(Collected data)
----------------

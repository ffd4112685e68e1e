// Copyright (C) 2026 Fred Clausen
// Use of this source code is governed by an MIT-style
// license that can be found in the LICENSE file or at
// https://opensource.org/licenses/MIT.

//! Persistence layer for the cutshop workflow system.
//!
//! This crate provides SQLite persistence, built on Diesel, for
//! profiles, sessions, customers, job orders, employees, and the
//! salary adjustment history. It implements the repository capability
//! traits defined by the core crate, so everything above the adapter
//! stays storage-agnostic.
//!
//! `SQLite` is used in two configurations:
//!
//! - **In-memory** — development and tests. Each in-memory database gets
//!   a unique shared-cache name from an atomic counter, so tests are
//!   isolated without time-based collisions.
//! - **File-based** — the server. WAL mode is enabled for better read
//!   concurrency, and foreign key enforcement is verified at startup.

#![deny(
    clippy::pedantic,
    clippy::cargo,
    clippy::nursery,
    clippy::style,
    clippy::correctness,
    clippy::all,
    clippy::suspicious,
    clippy::complexity,
    clippy::perf,
    clippy::unwrap_used,
    clippy::expect_used
)]
#![allow(clippy::multiple_crate_versions)]

use std::path::Path;
use std::sync::atomic::{AtomicU64, Ordering};

use diesel::SqliteConnection;

mod data_models;
mod diesel_schema;
mod error;
mod mutations;
mod queries;
mod repository;
mod sqlite;

#[cfg(test)]
mod tests;

pub use data_models::{AccountData, SessionData};
pub use error::PersistenceError;

use cutshop_domain::{Customer, Employee, JobOrder, Profile, Role, SalaryAdjustment};

/// Atomic counter for generating unique in-memory database names.
///
/// Each call to `new_in_memory()` receives a unique sequential ID, so
/// test databases never collide.
static DB_COUNTER: AtomicU64 = AtomicU64::new(0);

/// Persistence adapter over a `SQLite` connection.
pub struct Persistence {
    pub(crate) conn: SqliteConnection,
}

impl Persistence {
    /// Creates a persistence adapter with an in-memory `SQLite` database.
    ///
    /// # Errors
    ///
    /// Returns an error if the database cannot be initialized.
    pub fn new_in_memory() -> Result<Self, PersistenceError> {
        let db_id = DB_COUNTER.fetch_add(1, Ordering::SeqCst);
        let db_name = format!("memdb_test_{db_id}");
        let shared_memory_url = format!("file:{db_name}?mode=memory&cache=shared");

        let mut conn: SqliteConnection = sqlite::initialize_database(&shared_memory_url)?;
        sqlite::verify_foreign_key_enforcement(&mut conn)?;

        Ok(Self { conn })
    }

    /// Creates a persistence adapter with a file-based `SQLite` database.
    ///
    /// # Arguments
    ///
    /// * `path` - The path to the `SQLite` database file
    ///
    /// # Errors
    ///
    /// Returns an error if the database cannot be opened or initialized.
    pub fn new_with_file<P: AsRef<Path>>(path: P) -> Result<Self, PersistenceError> {
        let path_str = path.as_ref().to_str().ok_or_else(|| {
            PersistenceError::InitializationError(String::from("Invalid database path"))
        })?;

        let mut conn: SqliteConnection = sqlite::initialize_database(path_str)?;
        sqlite::enable_wal_mode(&mut conn)?;
        sqlite::verify_foreign_key_enforcement(&mut conn)?;

        Ok(Self { conn })
    }

    // ========================================================================
    // Accounts & Profiles
    // ========================================================================

    /// Creates a new account with a bcrypt-hashed password.
    ///
    /// Returns the new profile's row ID.
    ///
    /// # Arguments
    ///
    /// * `user_id` - Opaque stable identifier for the principal
    /// * `email` - Sign-in email (unique)
    /// * `full_name` - Optional display name
    /// * `password` - Plain-text password (hashed before storage)
    /// * `role` - Initial role assignment
    /// * `created_at` - Creation timestamp (ISO 8601)
    ///
    /// # Errors
    ///
    /// Returns an error if hashing fails or the email is already taken.
    pub fn create_account(
        &mut self,
        user_id: &str,
        email: &str,
        full_name: Option<&str>,
        password: &str,
        role: Role,
        created_at: &str,
    ) -> Result<i64, PersistenceError> {
        mutations::create_account(
            &mut self.conn,
            user_id,
            email,
            full_name,
            password,
            role,
            created_at,
        )
    }

    /// Retrieves an account (profile plus credential hash) by email.
    ///
    /// # Errors
    ///
    /// Returns an error if the query fails.
    pub fn get_account_by_email(
        &mut self,
        email: &str,
    ) -> Result<Option<AccountData>, PersistenceError> {
        queries::get_account_by_email(&mut self.conn, email)
    }

    /// Retrieves an account by its opaque user ID.
    ///
    /// # Errors
    ///
    /// Returns an error if the query fails.
    pub fn get_account_by_user_id(
        &mut self,
        user_id: &str,
    ) -> Result<Option<AccountData>, PersistenceError> {
        queries::get_account_by_user_id(&mut self.conn, user_id)
    }

    /// Verifies a password against a stored bcrypt hash.
    ///
    /// # Errors
    ///
    /// Returns an error if verification itself fails (not on mismatch).
    pub fn verify_password(
        &self,
        password: &str,
        password_hash: &str,
    ) -> Result<bool, PersistenceError> {
        Ok(bcrypt::verify(password, password_hash)?)
    }

    // ========================================================================
    // Sessions
    // ========================================================================

    /// Creates a new session for a user. Returns the session row ID.
    ///
    /// # Errors
    ///
    /// Returns an error if the insert fails.
    pub fn create_session(
        &mut self,
        token: &str,
        user_id: &str,
        created_at: &str,
        expires_at: &str,
    ) -> Result<i64, PersistenceError> {
        mutations::create_session(&mut self.conn, token, user_id, created_at, expires_at)
    }

    /// Retrieves a session by token.
    ///
    /// # Errors
    ///
    /// Returns an error if the query fails.
    pub fn get_session_by_token(
        &mut self,
        token: &str,
    ) -> Result<Option<SessionData>, PersistenceError> {
        queries::get_session_by_token(&mut self.conn, token)
    }

    /// Updates a session's last-seen timestamp.
    ///
    /// # Errors
    ///
    /// Returns an error if the update fails.
    pub fn update_session_activity(
        &mut self,
        session_id: i64,
        seen_at: &str,
    ) -> Result<(), PersistenceError> {
        mutations::update_session_activity(&mut self.conn, session_id, seen_at)
    }

    /// Deletes a session by token.
    ///
    /// # Errors
    ///
    /// Returns an error if the delete fails.
    pub fn delete_session(&mut self, token: &str) -> Result<(), PersistenceError> {
        mutations::delete_session(&mut self.conn, token)
    }

    /// Deletes all sessions that expired at or before `now`.
    ///
    /// Returns the number of sessions removed.
    ///
    /// # Errors
    ///
    /// Returns an error if the delete fails.
    pub fn delete_expired_sessions(&mut self, now: &str) -> Result<usize, PersistenceError> {
        mutations::delete_expired_sessions(&mut self.conn, now)
    }

    // ========================================================================
    // Profiles (administrative view)
    // ========================================================================

    /// Retrieves a profile by its opaque user ID.
    ///
    /// # Errors
    ///
    /// Returns an error if the query fails or the stored role is invalid.
    pub fn get_profile(&mut self, user_id: &str) -> Result<Option<Profile>, PersistenceError> {
        queries::get_account_by_user_id(&mut self.conn, user_id)?
            .map(|account| account.to_profile())
            .transpose()
    }

    /// Lists all profiles, newest first.
    ///
    /// # Errors
    ///
    /// Returns an error if the query fails or a stored role is invalid.
    pub fn list_profiles(&mut self) -> Result<Vec<Profile>, PersistenceError> {
        queries::list_profiles(&mut self.conn)
    }

    /// Changes a profile's role assignment.
    ///
    /// # Errors
    ///
    /// Returns an error if the profile does not exist or the update fails.
    pub fn set_profile_role(&mut self, user_id: &str, role: Role) -> Result<(), PersistenceError> {
        mutations::set_profile_role(&mut self.conn, user_id, role)
    }

    // ========================================================================
    // Customers
    // ========================================================================

    /// Retrieves a customer by ID.
    ///
    /// # Errors
    ///
    /// Returns an error if the query fails.
    pub fn get_customer(&mut self, customer_id: i64) -> Result<Option<Customer>, PersistenceError> {
        queries::get_customer(&mut self.conn, customer_id)
    }

    /// Lists all customers, newest first.
    ///
    /// # Errors
    ///
    /// Returns an error if the query fails.
    pub fn list_customers(&mut self) -> Result<Vec<Customer>, PersistenceError> {
        queries::list_customers(&mut self.conn)
    }

    /// Saves a customer record, inserting when it has no ID and updating
    /// otherwise. Returns the customer's ID.
    ///
    /// # Errors
    ///
    /// Returns an error if the write fails.
    pub fn save_customer(&mut self, customer: &Customer) -> Result<i64, PersistenceError> {
        match customer.customer_id {
            Some(id) => {
                mutations::update_customer(&mut self.conn, id, customer)?;
                Ok(id)
            }
            None => mutations::insert_customer(&mut self.conn, customer),
        }
    }

    // ========================================================================
    // Job Orders
    // ========================================================================

    /// Retrieves a job order by ID.
    ///
    /// # Errors
    ///
    /// Returns an error if the query fails or the row is invalid.
    pub fn get_job_order(
        &mut self,
        job_order_id: i64,
    ) -> Result<Option<JobOrder>, PersistenceError> {
        queries::get_job_order(&mut self.conn, job_order_id)
    }

    /// Lists all job orders, newest first.
    ///
    /// # Errors
    ///
    /// Returns an error if the query fails or a row is invalid.
    pub fn list_job_orders(&mut self) -> Result<Vec<JobOrder>, PersistenceError> {
        queries::list_job_orders(&mut self.conn)
    }

    /// Saves a job order snapshot, inserting when it has no ID and
    /// updating otherwise. Returns the order's ID.
    ///
    /// # Errors
    ///
    /// Returns an error if the write fails.
    pub fn save_job_order(&mut self, order: &JobOrder) -> Result<i64, PersistenceError> {
        match order.job_order_id {
            Some(id) => {
                mutations::update_job_order(&mut self.conn, id, order)?;
                Ok(id)
            }
            None => mutations::insert_job_order(&mut self.conn, order),
        }
    }

    // ========================================================================
    // Employees & Salary Adjustments
    // ========================================================================

    /// Retrieves an employee by ID.
    ///
    /// # Errors
    ///
    /// Returns an error if the query fails.
    pub fn get_employee(&mut self, employee_id: i64) -> Result<Option<Employee>, PersistenceError> {
        queries::get_employee(&mut self.conn, employee_id)
    }

    /// Lists all employees, by payroll code order.
    ///
    /// # Errors
    ///
    /// Returns an error if the query fails.
    pub fn list_employees(&mut self) -> Result<Vec<Employee>, PersistenceError> {
        queries::list_employees(&mut self.conn)
    }

    /// Saves an employee snapshot, inserting when it has no ID and
    /// updating otherwise. Returns the employee's ID.
    ///
    /// # Errors
    ///
    /// Returns an error if the write fails.
    pub fn save_employee(&mut self, employee: &Employee) -> Result<i64, PersistenceError> {
        match employee.employee_id {
            Some(id) => {
                mutations::update_employee(&mut self.conn, id, employee)?;
                Ok(id)
            }
            None => mutations::insert_employee(&mut self.conn, employee),
        }
    }

    /// Appends a salary adjustment to the append-only history. Returns
    /// the adjustment's ID.
    ///
    /// # Errors
    ///
    /// Returns an error if the insert fails.
    pub fn append_adjustment(
        &mut self,
        adjustment: &SalaryAdjustment,
    ) -> Result<i64, PersistenceError> {
        mutations::insert_adjustment(&mut self.conn, adjustment)
    }

    /// Lists adjustments, newest first, optionally for one employee.
    ///
    /// # Errors
    ///
    /// Returns an error if the query fails.
    pub fn list_adjustments(
        &mut self,
        employee_id: Option<i64>,
    ) -> Result<Vec<SalaryAdjustment>, PersistenceError> {
        queries::list_adjustments(&mut self.conn, employee_id)
    }
}
// Copyright (C) 2026 Fred Clausen
// Use of this source code is governed by an MIT-style
// license that can be found in the LICENSE file or at
// https://opensource.org/licenses/MIT.

//! Password policy validation.
//!
//! This module enforces password requirements for account credentials.

use thiserror::Error;

/// Password policy errors.
#[derive(Debug, Error, PartialEq, Eq)]
pub enum PasswordPolicyError {
    /// Password is too short.
    #[error("Password must be at least {min_length} characters long")]
    TooShort { min_length: usize },

    /// Password does not meet complexity requirements.
    #[error(
        "Password must contain at least {required} of the following: uppercase letter, lowercase letter, digit, symbol (found {found})"
    )]
    InsufficientComplexity { required: usize, found: usize },

    /// Password matches a forbidden value.
    #[error("Password must not match {field}")]
    MatchesForbiddenField { field: String },

    /// Password and confirmation do not match.
    #[error("Password and confirmation do not match")]
    ConfirmationMismatch,
}

/// Password policy configuration.
pub struct PasswordPolicy {
    /// Minimum password length.
    pub min_length: usize,
    /// Minimum number of character classes required (out of 4).
    pub min_complexity: usize,
}

impl Default for PasswordPolicy {
    fn default() -> Self {
        Self {
            min_length: 12,
            min_complexity: 3,
        }
    }
}

impl PasswordPolicy {
    /// Validates a password against the policy.
    ///
    /// # Arguments
    ///
    /// * `password` - The password to validate
    /// * `confirmation` - The password confirmation
    /// * `email` - The sign-in email (password must not match)
    /// * `full_name` - The display name (password must not match)
    ///
    /// # Errors
    ///
    /// Returns a `PasswordPolicyError` if the password does not meet
    /// policy requirements.
    pub fn validate(
        &self,
        password: &str,
        confirmation: &str,
        email: &str,
        full_name: &str,
    ) -> Result<(), PasswordPolicyError> {
        if password != confirmation {
            return Err(PasswordPolicyError::ConfirmationMismatch);
        }

        if password.len() < self.min_length {
            return Err(PasswordPolicyError::TooShort {
                min_length: self.min_length,
            });
        }

        let complexity: usize = Self::calculate_complexity(password);
        if complexity < self.min_complexity {
            return Err(PasswordPolicyError::InsufficientComplexity {
                required: self.min_complexity,
                found: complexity,
            });
        }

        // Forbidden values are compared case-insensitively.
        let password_lower: String = password.to_lowercase();

        if password_lower == email.to_lowercase() {
            return Err(PasswordPolicyError::MatchesForbiddenField {
                field: String::from("email"),
            });
        }

        if !full_name.is_empty() && password_lower == full_name.to_lowercase() {
            return Err(PasswordPolicyError::MatchesForbiddenField {
                field: String::from("full_name"),
            });
        }

        Ok(())
    }

    /// Calculates the complexity score of a password.
    ///
    /// Returns the number of character classes present: uppercase
    /// letters, lowercase letters, digits, symbols.
    fn calculate_complexity(password: &str) -> usize {
        let mut has_uppercase: bool = false;
        let mut has_lowercase: bool = false;
        let mut has_digit: bool = false;
        let mut has_symbol: bool = false;

        for c in password.chars() {
            if c.is_ascii_uppercase() {
                has_uppercase = true;
            } else if c.is_ascii_lowercase() {
                has_lowercase = true;
            } else if c.is_ascii_digit() {
                has_digit = true;
            } else if c.is_ascii_punctuation() {
                has_symbol = true;
            }
        }

        [has_uppercase, has_lowercase, has_digit, has_symbol]
            .iter()
            .filter(|present| **present)
            .count()
    }
}

#[cfg(test)]
#[allow(clippy::unwrap_used, clippy::expect_used)]
mod tests {
    use super::*;

    #[test]
    fn test_valid_password() {
        let policy: PasswordPolicy = PasswordPolicy::default();

        assert!(
            policy
                .validate("MyP@ssw0rd123", "MyP@ssw0rd123", "user@example.com", "Test User")
                .is_ok()
        );
        assert!(
            policy
                .validate("MyPassword123", "MyPassword123", "user@example.com", "Test User")
                .is_ok()
        );
    }

    #[test]
    fn test_password_too_short() {
        let policy: PasswordPolicy = PasswordPolicy::default();

        let result = policy.validate("Short1!", "Short1!", "user@example.com", "Test User");
        assert_eq!(result, Err(PasswordPolicyError::TooShort { min_length: 12 }));
    }

    #[test]
    fn test_insufficient_complexity() {
        let policy: PasswordPolicy = PasswordPolicy::default();

        let result = policy.validate(
            "alllowercase",
            "alllowercase",
            "user@example.com",
            "Test User",
        );
        assert_eq!(
            result,
            Err(PasswordPolicyError::InsufficientComplexity {
                required: 3,
                found: 1
            })
        );
    }

    #[test]
    fn test_matches_email() {
        let policy: PasswordPolicy = PasswordPolicy::default();

        let result = policy.validate(
            "User@Example.Com1",
            "User@Example.Com1",
            "user@example.com1",
            "Test User",
        );
        assert_eq!(
            result,
            Err(PasswordPolicyError::MatchesForbiddenField {
                field: String::from("email")
            })
        );
    }

    #[test]
    fn test_confirmation_mismatch() {
        let policy: PasswordPolicy = PasswordPolicy::default();

        let result = policy.validate(
            "MyP@ssw0rd123",
            "MyP@ssw0rd124",
            "user@example.com",
            "Test User",
        );
        assert_eq!(result, Err(PasswordPolicyError::ConfirmationMismatch));
    }

    #[test]
    fn test_complexity_calculation() {
        assert_eq!(PasswordPolicy::calculate_complexity("Aa1!"), 4);
        assert_eq!(PasswordPolicy::calculate_complexity("Aa1"), 3);
        assert_eq!(PasswordPolicy::calculate_complexity("abc!"), 2);
        assert_eq!(PasswordPolicy::calculate_complexity("abc"), 1);
        assert_eq!(PasswordPolicy::calculate_complexity(""), 0);
    }
}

----------------

• _The problem_: If a line above holds the string "Deletes", return it as it stands.

• _Output of the exercise_:
    /// Deletes a session by token.
    /// Deletes all sessions that expired at or before `now`.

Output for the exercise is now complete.